Mucho de la política actual va más de cambiar estados de ánimo que de cambiar estados de opinión. Unas formaciones políticas lo consiguen más que otras porque arriesgan más, porque tienen menos que perder, porque no tienen las ataduras o los corsés de lo más institucionalizado y porque también en los últimos tiempos, con las crisis sucesivas que hemos ido viviendo, para muchos lo más anti-políticamente correcto es lo más sexy.
Vivimos en una sociedad en que lo sexy parece que es ser ignorante. Estamos confundiendo el ser auténtico con ser ignorante. Los youtubers que hacen ostentación de eso saben lo que hacen perfectamente, pero a quienes atraen no son conscientes de lo que hacen con ellos la mayor parte del tiempo.
Cambiando de foco, el libro arranca con el balcón del palacio de Buckingham. «Los dioses mirando desde el Olimpo». ¿Por qué en España no hay tanto balcón como tiene la monarquía británica?

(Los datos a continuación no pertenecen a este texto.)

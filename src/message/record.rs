use super::option::MessageOption;
use super::response_type::ResponseType;
use crate::adapters::{DiscordService, InteractionRef};
use crate::error::MessageError;
use serde::Serialize;
use serenity::builder::{
    AutocompleteChoice, CreateActionRow, CreateAllowedMentions, CreateAttachment,
    CreateAutocompleteResponse, CreateEmbed, CreateInteractionResponse,
    CreateInteractionResponseMessage, CreateMessage, CreateModal, EditInteractionResponse,
    EditMessage,
};
use serenity::model::application::InteractionResponseFlags;
use serenity::model::channel::{Attachment, MessageFlags, MessageReference};
use serenity::model::id::{ChannelId, MessageId, StickerId};
use tracing::{debug, info};

/// Fields shared by every message facade
///
/// Payload fields are copied into the outgoing serenity builders untouched.
/// `channel_id`/`message_id` (channel and direct messages) and `interaction`
/// (interaction responses) correlate later edits and deletes with what was sent.
#[derive(Debug, Clone, Serialize)]
pub(crate) struct MessageRecord {
    #[serde(skip_serializing_if = "Option::is_none")]
    pub(crate) allowed_mentions: Option<CreateAllowedMentions>,
    #[serde(skip_serializing_if = "Vec::is_empty")]
    pub(crate) attachments: Vec<Attachment>,
    #[serde(skip_serializing_if = "Option::is_none")]
    pub(crate) channel_id: Option<ChannelId>,
    /// Autocomplete responses only
    #[serde(skip_serializing_if = "Vec::is_empty")]
    pub(crate) choices: Vec<AutocompleteChoice>,
    pub(crate) components: Vec<CreateActionRow>,
    pub(crate) content: String,
    /// Modal responses only
    #[serde(skip_serializing_if = "String::is_empty")]
    pub(crate) custom_id: String,
    pub(crate) embeds: Vec<CreateEmbed>,
    #[serde(skip)]
    pub(crate) files: Vec<CreateAttachment>,
    /// Only EPHEMERAL and SUPPRESS_EMBEDS are meaningful
    #[serde(skip_serializing_if = "MessageFlags::is_empty")]
    pub(crate) flags: MessageFlags,
    #[serde(skip_serializing_if = "Option::is_none")]
    pub(crate) interaction: Option<InteractionRef>,
    #[serde(skip_serializing_if = "Option::is_none")]
    pub(crate) message_id: Option<MessageId>,
    #[serde(skip_serializing_if = "Option::is_none")]
    pub(crate) reference: Option<MessageReference>,
    #[serde(rename = "type", skip_serializing_if = "Option::is_none")]
    pub(crate) response_type: Option<ResponseType>,
    #[serde(skip_serializing_if = "Vec::is_empty")]
    pub(crate) sticker_ids: Vec<StickerId>,
    /// Modal responses only
    #[serde(skip_serializing_if = "String::is_empty")]
    pub(crate) title: String,
    pub(crate) tts: bool,
}

impl Default for MessageRecord {
    fn default() -> Self {
        Self {
            allowed_mentions: None,
            attachments: Vec::new(),
            channel_id: None,
            choices: Vec::new(),
            components: Vec::new(),
            content: String::new(),
            custom_id: String::new(),
            embeds: Vec::new(),
            files: Vec::new(),
            flags: MessageFlags::empty(),
            interaction: None,
            message_id: None,
            reference: None,
            response_type: None,
            sticker_ids: Vec::new(),
            title: String::new(),
            tts: false,
        }
    }
}

impl MessageRecord {
    /// Build a record by applying options in order to a blank one
    pub(crate) fn new(options: impl IntoIterator<Item = MessageOption>) -> Self {
        let mut record = Self::default();
        for option in options {
            option.apply(&mut record);
        }
        record
    }

    /// Payload for posting a new channel or direct message
    pub(crate) fn create_message(&self) -> CreateMessage {
        let mut message = CreateMessage::new()
            .embeds(self.embeds.clone())
            .components(self.components.clone())
            .add_files(self.files.clone())
            .sticker_ids(self.sticker_ids.iter().copied())
            .tts(self.tts)
            .flags(self.flags);

        if !self.content.is_empty() {
            message = message.content(self.content.clone());
        }
        if let Some(allowed_mentions) = &self.allowed_mentions {
            message = message.allowed_mentions(allowed_mentions.clone());
        }
        if let Some(reference) = &self.reference {
            message = message.reference_message(reference.clone());
        }

        message
    }

    /// Payload for editing a sent channel or direct message
    ///
    /// Components and embeds replace the whole list on Discord's side, so an
    /// empty list removes them from the message.
    pub(crate) fn edit_message(&self) -> EditMessage {
        EditMessage::new()
            .content(self.content.clone())
            .components(self.components.clone())
            .embeds(self.embeds.clone())
            .suppress_embeds(self.flags.contains(MessageFlags::SUPPRESS_EMBEDS))
    }

    /// Response type to send, falling back to a plain message
    pub(crate) fn response_type(&self) -> ResponseType {
        self.response_type.unwrap_or_default()
    }

    /// Payload for the initial response to an interaction
    pub(crate) fn interaction_response(&self) -> CreateInteractionResponse {
        match self.response_type() {
            ResponseType::Pong => CreateInteractionResponse::Pong,
            ResponseType::ChannelMessageWithSource => {
                CreateInteractionResponse::Message(self.response_message())
            }
            ResponseType::DeferredChannelMessageWithSource => {
                CreateInteractionResponse::Defer(self.response_message())
            }
            ResponseType::DeferredUpdateMessage => CreateInteractionResponse::Acknowledge,
            ResponseType::UpdateMessage => {
                CreateInteractionResponse::UpdateMessage(self.response_message())
            }
            ResponseType::Autocomplete => CreateInteractionResponse::Autocomplete(
                CreateAutocompleteResponse::new().set_choices(self.choices.clone()),
            ),
            ResponseType::Modal => CreateInteractionResponse::Modal(
                CreateModal::new(self.custom_id.clone(), self.title.clone())
                    .components(self.components.clone()),
            ),
        }
    }

    fn response_message(&self) -> CreateInteractionResponseMessage {
        let mut message = CreateInteractionResponseMessage::new()
            .embeds(self.embeds.clone())
            .components(self.components.clone())
            .add_files(self.files.clone())
            .tts(self.tts)
            .flags(self.response_flags());

        if !self.content.is_empty() {
            message = message.content(self.content.clone());
        }
        if let Some(allowed_mentions) = &self.allowed_mentions {
            message = message.allowed_mentions(allowed_mentions.clone());
        }

        message
    }

    fn response_flags(&self) -> InteractionResponseFlags {
        let mut flags = InteractionResponseFlags::empty();
        if self.flags.contains(MessageFlags::EPHEMERAL) {
            flags |= InteractionResponseFlags::EPHEMERAL;
        }
        if self.flags.contains(MessageFlags::SUPPRESS_EMBEDS) {
            flags |= InteractionResponseFlags::SUPPRESS_EMBEDS;
        }
        flags
    }

    /// Payload for editing the original response of an interaction
    pub(crate) fn edit_interaction_response(&self) -> EditInteractionResponse {
        let mut response = EditInteractionResponse::new()
            .content(self.content.clone())
            .components(self.components.clone())
            .embeds(self.embeds.clone());

        for attachment in &self.attachments {
            response = response.keep_existing_attachment(attachment.id);
        }
        if let Some(allowed_mentions) = &self.allowed_mentions {
            response = response.allowed_mentions(allowed_mentions.clone());
        }

        response
    }

    /// Identifiers of a sent channel or direct message
    ///
    /// The channel is checked first, matching the order callers see errors in.
    pub(crate) fn sent_ids(&self) -> Result<(ChannelId, MessageId), MessageError> {
        let channel_id = self.channel_id.ok_or(MessageError::MissingChannelId)?;
        let message_id = self.message_id.ok_or(MessageError::MissingMessageId)?;
        Ok((channel_id, message_id))
    }

    /// Post the payload to a channel and remember where it went
    pub(crate) async fn send_to_channel<D>(
        &mut self,
        discord: &D,
        channel_id: ChannelId,
    ) -> Result<MessageId, MessageError>
    where
        D: DiscordService + ?Sized,
    {
        debug!(
            channel_id = %channel_id,
            content_len = self.content.chars().count(),
            embeds = self.embeds.len(),
            files = self.files.len(),
            "Sending message"
        );

        let message_id = discord
            .send_message(channel_id, self.create_message())
            .await?;

        self.channel_id = Some(channel_id);
        self.message_id = Some(message_id);

        info!(
            channel_id = %channel_id,
            message_id = %message_id,
            "Message sent"
        );

        Ok(message_id)
    }

    pub(crate) async fn edit_sent<D>(&self, discord: &D) -> Result<(), MessageError>
    where
        D: DiscordService + ?Sized,
    {
        let (channel_id, message_id) = self.sent_ids()?;

        debug!(
            channel_id = %channel_id,
            message_id = %message_id,
            "Editing message"
        );

        discord
            .edit_message(channel_id, message_id, self.edit_message())
            .await?;
        Ok(())
    }

    /// Delete the sent message and forget its ID
    pub(crate) async fn delete_sent<D>(&mut self, discord: &D) -> Result<(), MessageError>
    where
        D: DiscordService + ?Sized,
    {
        let (channel_id, message_id) = self.sent_ids()?;

        discord.delete_message(channel_id, message_id).await?;
        self.message_id = None;

        info!(
            channel_id = %channel_id,
            message_id = %message_id,
            "Message deleted"
        );

        Ok(())
    }
}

¿Quién comparecía en el balcón del palacio real antes? Franco. Es mejor que no tiren mucho de ese balcón. En la monarquía británica son profesionales del marketing avant la lettre. Antes de que llegara Bernays y hablara de las relaciones públicas, ellos ya lo sabían hacer. Se cambiaron el apellido y se pusieron Windsor para parecer más británicos en un momento en el que había un fuerte sentimiento anti-germánico. No auxiliaron al zar Nicolás II, que era primo de Jorge V del Reino Unido, para que no les contagiara la Revolución Rusa. Han sabido construir también el mito de esa monarquía democrática y lo saben vender bien. Ese balcón es parte de su mística.
¿Nosotros no necesitamos una mística de nuestra monarquía?
Aquí tendemos a cargarnos nuestros mitos. No nos gusta lo de los mitos vivientes. Fijémonos en el caso de Juan Carlos I. De ser el personaje que encarnaba la Transición modélica y la resistencia de la nueva democracia frente al golpe de estado a pasar a ser un apestado por los suyos. A pesar de que nos enganchan los mitos, los adoramos para después cargárnoslos.
¿Le aconsejaría a la princesa Leonor que se cree un mito?
Lo tendrá que hacer. Su padre también ha aprovechado unas imágenes icónicas: las del 3 de octubre durante la crisis del procés. Igual que Juan Carlos I el 23-F. Y el incidente en Paiporta, cuando Felipe VI bajó literalmente al barro, en contraste con los políticos que no lo hicieron. Leonor tendrá el reto de consolidar una monarquía del siglo XXI en una sociedad con una tendencia creciente a desacralizarlo todo, una sociedad donde ella estará mucho más expuesta que su abuelo o que su padre, porque el ojo de Mordor lo ve todo.